As the answer, set down the lines below from the one containing "on_rx(&self.scratch);" through the one containing "a coincident re-assertion", exactly and inclusively, and no others.

-- DATASET RECORDS --
_____

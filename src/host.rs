//! HOST-side driver: `spec.md` §4.2–§4.4 and §4.9.
//!
//! The application context (calls [`HostTxHandle::send_packet`]) and the
//! IRQ context (calls [`HostRxHandle::drain_rx`] via [`HostIrq::dispatch`])
//! share no index (`spec.md` §5): splitting the link into separate handle
//! types at [`HostLink::init`] is the type-level enforcement `spec.md` §9
//! asks for, the same shape as `XskRingProd`/`XskRingCons` and the
//! `WriteTx`/`ReadRx` proxy handles in `src/xsk/user.rs`.
use alloc::sync::Arc;
use alloc::vec::Vec;

use crate::barrier::{self, ByteRanges, CacheOps};
use crate::bus::{self, BusRegisters};
use crate::error::Error;
use crate::frame;
use crate::ring::{self, RingRegion};
use crate::LinkConfig;

type Bus = dyn BusRegisters + Send + Sync;
type Cache = dyn CacheOps + Send + Sync;

/// Entry point for bringing up the HOST side of a link: performs `spec.md`
/// §4.9's initialization sequence and hands back the three handles the rest
/// of the HOST driver is built from.
pub struct HostLink;

impl HostLink {
    /// Initialize the HOST side of a link and split it into its
    /// single-writer handles.
    ///
    /// `tx_region`/`rx_region` must describe the same backing memory the
    /// CHIP side was (or will be) given — this crate does not set up shared
    /// memory itself, only the protocol running over it.
    pub fn init(
        bus: Arc<Bus>,
        cache: Arc<Cache>,
        tx_region: RingRegion,
        rx_region: RingRegion,
        config: &LinkConfig,
    ) -> (HostTxHandle, HostRxHandle, HostIrq) {
        // Clear any interrupt state left over from a previous session.
        bus.write(bus::INT_CLEAR, 0xFFFF_FFFF);

        bus.write(bus::HOST_TX_HEAD_PUB, 0);
        bus.write(bus::HOST_RX_TAIL_PUB, 0);
        barrier::fence_sync();

        bus.write(bus::INT_ENABLE, bus::INT_ALL);
        log::debug!("host: link initialized, tx={} rx={}", config.tx_buffer_size, config.rx_buffer_size);

        let tx = HostTxHandle {
            bus: bus.clone(),
            cache: cache.clone(),
            region: tx_region,
            local_head: 0,
            capacity: config.tx_buffer_size,
        };
        let rx = HostRxHandle {
            bus: bus.clone(),
            cache,
            region: rx_region,
            local_tail: 0,
            capacity: config.rx_buffer_size,
            scratch: Vec::new(),
        };
        let irq = HostIrq { bus };

        (tx, rx, irq)
    }
}

/// HOST's TX producer handle. Reachable only from the application context;
/// owns `host_tx_head` exclusively.
pub struct HostTxHandle {
    bus: Arc<Bus>,
    cache: Arc<Cache>,
    region: RingRegion,
    local_head: u32,
    capacity: u32,
}

impl HostTxHandle {
    /// Enqueue `data` as one frame onto the TX ring (`spec.md` §4.2).
    ///
    /// Non-blocking: returns [`Error::NoSpace`] immediately if the ring
    /// can't fit the frame right now, with no state change and no partial
    /// write.
    pub fn send_packet(&mut self, data: &[u8]) -> Result<(), Error> {
        let len = data.len();
        if len as u64 > u64::from(frame::max_payload(self.capacity)) {
            return Err(Error::TooLarge);
        }
        let total = len as u32 + frame::LENGTH_FIELD_SIZE;

        let chip_tx_tail = self.bus.read(bus::TX_TAIL_PTR);
        let free = ring::free(self.local_head, chip_tx_tail, self.capacity);
        if free < total {
            log::trace!("host: tx no space, free={free} needed={total}");
            return Err(Error::NoSpace);
        }

        let header_offset = self.local_head;
        // Safety: we are the sole writer of the TX ring, and `free` above
        // proved this range is not currently owned by the consumer.
        unsafe {
            self.region.write_wrapping(header_offset, &(len as u16).to_le_bytes());
        }
        let payload_offset = ring::wrap_add(header_offset, frame::LENGTH_FIELD_SIZE, self.capacity);
        unsafe {
            self.region.write_wrapping(payload_offset, data);
        }

        barrier::fence_release();
        self.cache.clean(ring::wrap_segments(header_offset, total, self.capacity));

        let new_head = ring::wrap_add(header_offset, total, self.capacity);
        self.bus.write(bus::HOST_TX_HEAD_PUB, new_head);
        barrier::fence_sync();

        self.local_head = new_head;
        log::trace!("host: tx sent {len} bytes, head now {new_head}");
        Ok(())
    }
}

/// HOST's RX consumer handle. Reachable only from the IRQ context; owns
/// `host_rx_tail` exclusively.
pub struct HostRxHandle {
    bus: Arc<Bus>,
    cache: Arc<Cache>,
    region: RingRegion,
    local_tail: u32,
    capacity: u32,
    scratch: Vec<u8>,
}

impl HostRxHandle {
    /// Drain every complete frame currently available on the RX ring
    /// (`spec.md` §4.3), delivering each payload to `on_rx` in FIFO order.
    ///
    /// Stops at the first partial header or partial frame without
    /// advancing past it — the CHIP hasn't finished publishing it yet.
    /// Returns the number of frames delivered. On a malformed advertised
    /// length, publishes the tail for whatever was validly consumed before
    /// the bad frame (preserving the already-delivered prefix) and returns
    /// [`Error::MalformedFrame`].
    pub fn drain_rx(&mut self, mut on_rx: impl FnMut(&[u8])) -> Result<usize, Error> {
        let mut chip_rx_head = self.bus.read(bus::RX_HEAD_PTR);
        self.cache.invalidate(ByteRanges::one(0, self.capacity));
        barrier::fence_acquire();

        let mut tail = self.local_tail;
        let mut delivered = 0usize;
        let mut malformed = None;
        let mut header = [0u8; 2];
        let max_payload = frame::max_payload(self.capacity);

        loop {
            if tail == chip_rx_head {
                break;
            }
            let available = ring::used(chip_rx_head, tail, self.capacity);
            if available < frame::LENGTH_FIELD_SIZE {
                break;
            }

            unsafe {
                self.region.read_wrapping(tail, &mut header);
            }
            let len = u16::from_le_bytes(header);
            if u32::from(len) > max_payload {
                log::error!("host: malformed rx frame, advertised length {len}");
                malformed = Some(len);
                break;
            }

            let total = u32::from(len) + frame::LENGTH_FIELD_SIZE;
            if available < total {
                break;
            }

            let payload_offset = ring::wrap_add(tail, frame::LENGTH_FIELD_SIZE, self.capacity);
            self.scratch.clear();
            self.scratch.resize(len as usize, 0);
            unsafe {
                self.region.read_wrapping(payload_offset, &mut self.scratch);
            }
            on_rx(&self.scratch);

            tail = ring::wrap_add(tail, total, self.capacity);
            delivered += 1;
            chip_rx_head = self.bus.read(bus::RX_HEAD_PTR);
        }

        barrier::fence_release();
        self.bus.write(bus::HOST_RX_TAIL_PUB, tail);
        barrier::fence_sync();
        self.local_tail = tail;

        match malformed {
            Some(len) => Err(Error::MalformedFrame(len)),
            None => {
                log::trace!("host: rx drained {delivered} frames, tail now {tail}");
                Ok(delivered)
            }
        }
    }
}

/// HOST's interrupt dispatcher (`spec.md` §4.4). Holds only a bus handle —
/// it never touches ring state directly, delegating RX draining to whatever
/// [`HostRxHandle`] the caller passes in.
pub struct HostIrq {
    bus: Arc<Bus>,
}

impl HostIrq {
    /// Service pending, enabled interrupts once. Clears each bit before
    /// invoking its action, per `spec.md` §4.4, so a coincident re-assertion
    /// isn't lost. Never fails itself — per `spec.md` §7, all paths here are
    /// total; errors surface only through `on_error`.
    ///
    /// Returns the number of RX frames delivered this call.
    pub fn dispatch(
        &mut self,
        rx: &mut HostRxHandle,
        mut on_rx: impl FnMut(&[u8]),
        mut on_tx_space: impl FnMut(),
        mut on_error: impl FnMut(Error),
    ) -> usize {
        let status = self.bus.read(bus::INT_STATUS);
        let enabled = self.bus.read(bus::INT_ENABLE);
        let pending = status & enabled;
        let mut delivered = 0;

        if pending & bus::INT_RX_DATA_READY != 0 {
            self.bus.write(bus::INT_CLEAR, bus::INT_RX_DATA_READY);
            match rx.drain_rx(&mut on_rx) {
                Ok(n) => delivered = n,
                Err(err) => on_error(err),
            }
        }

        if pending & bus::INT_TX_SPACE_AVAIL != 0 {
            self.bus.write(bus::INT_CLEAR, bus::INT_TX_SPACE_AVAIL);
            on_tx_space();
        }

        if pending & bus::INT_ERROR != 0 {
            self.bus.write(bus::INT_CLEAR, bus::INT_ERROR);
            on_error(Error::LinkError);
        }

        delivered
    }
}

_____

-- FINAL ANSWER --
            on_rx(&self.scratch);

            tail = ring::wrap_add(tail, total, self.capacity);
            delivered += 1;
            chip_rx_head = self.bus.read(bus::RX_HEAD_PTR);
        }

        barrier::fence_release();
        self.bus.write(bus::HOST_RX_TAIL_PUB, tail);
        barrier::fence_sync();
        self.local_tail = tail;

        match malformed {
            Some(len) => Err(Error::MalformedFrame(len)),
            None => {
                log::trace!("host: rx drained {delivered} frames, tail now {tail}");
                Ok(delivered)
            }
        }
    }
}

/// HOST's interrupt dispatcher (`spec.md` §4.4). Holds only a bus handle —
/// it never touches ring state directly, delegating RX draining to whatever
/// [`HostRxHandle`] the caller passes in.
pub struct HostIrq {
    bus: Arc<Bus>,
}

impl HostIrq {
    /// Service pending, enabled interrupts once. Clears each bit before
    /// invoking its action, per `spec.md` §4.4, so a coincident re-assertion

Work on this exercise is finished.